The Pagoda is 28 ft wide, 50 ft long, and 72 ft tall. Perched on the edge of a cliff, 620 ft above the city and 886 ft above sea level, it offers a 30 mi panoramic view of the city and the surrounding countryside.

Within the top story hangs a tocsin, a massive bell cast in Obata, Mie Prefecture, Japan, in 1739, and formerly installed in a Buddhist temple in either Ogose or Hannō, Saitama Prefecture, just north of Tokyo. Listed on the bell's sides in Japanese characters are the names of its 48 donors and a prophecy about the end of time.
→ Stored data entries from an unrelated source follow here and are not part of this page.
//! Protocol definitions.
//!
//! - `openai` - the ChatCompletions API exposed to clients
//! - `arena` - the frames exchanged with the remote browser agent

pub mod arena;
pub mod openai;

pub use arena::{Attachment, Command, ConversationPayload, InboundFrame, MessageTemplate, OutboundFrame, Role};
pub use openai::{ChatCompletionRequest, ChatMessage, ContentPart, ImageUrl, MessageContent};
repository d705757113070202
// Middleware module - Axum middleware

pub mod auth;
pub mod cors;

pub use auth::auth_middleware;
pub use cors::cors_layer;
// OpenAI models listing
use arena_bridge_types::protocol::openai::ModelCard;
use axum::{extract::State, http::StatusCode, response::IntoResponse, Json};
use serde_json::json;

use crate::bridge::server::AppState;

pub async fn handle_list_models(State(state): State<AppState>) -> impl IntoResponse {
    let models = state.config.models();
    if models.is_empty() {
        return (
            StatusCode::NOT_FOUND,
            Json(json!({"error": "Model list is empty or 'models.json' was not found."})),
        )
            .into_response();
    }

    let created = chrono::Utc::now().timestamp();
    let data: Vec<ModelCard> = models
        .names()
        .map(|name| ModelCard {
            id: name.to_string(),
            object: "model".to_string(),
            created,
            owned_by: "arena-bridge".to_string(),
        })
        .collect();

    Json(json!({
        "object": "list",
        "data": data
    }))
    .into_response()
}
The temple was closed in 1881, and later destroyed.

Anti-Japanese sentiment was rampant during World War II, and there were calls to demolish the building. But it was restored in 1949, with the lower story and balconies rebuilt in stone. In 1960, neon lights were installed outlining its roofs. In the 1970s, the Japanese garden was restored, and Japanese cherry trees were planted around the building. LED lights were installed in 2008-09. A webcam on its third floor periodically records and publishes the weather atop Mount Penn.

The Pagoda is owned by the City of Reading but is managed and preserved by the Foundation for the Reading Pagoda. It functions as an icon for the City of Reading. The Pagoda is also the home of Pagoda Skyline, Inc., a non-profit volunteer organization formed in 1969 to help with the restoration and preservation of the Pagoda, the William Penn Memorial Fire Tower and Skyline Drive.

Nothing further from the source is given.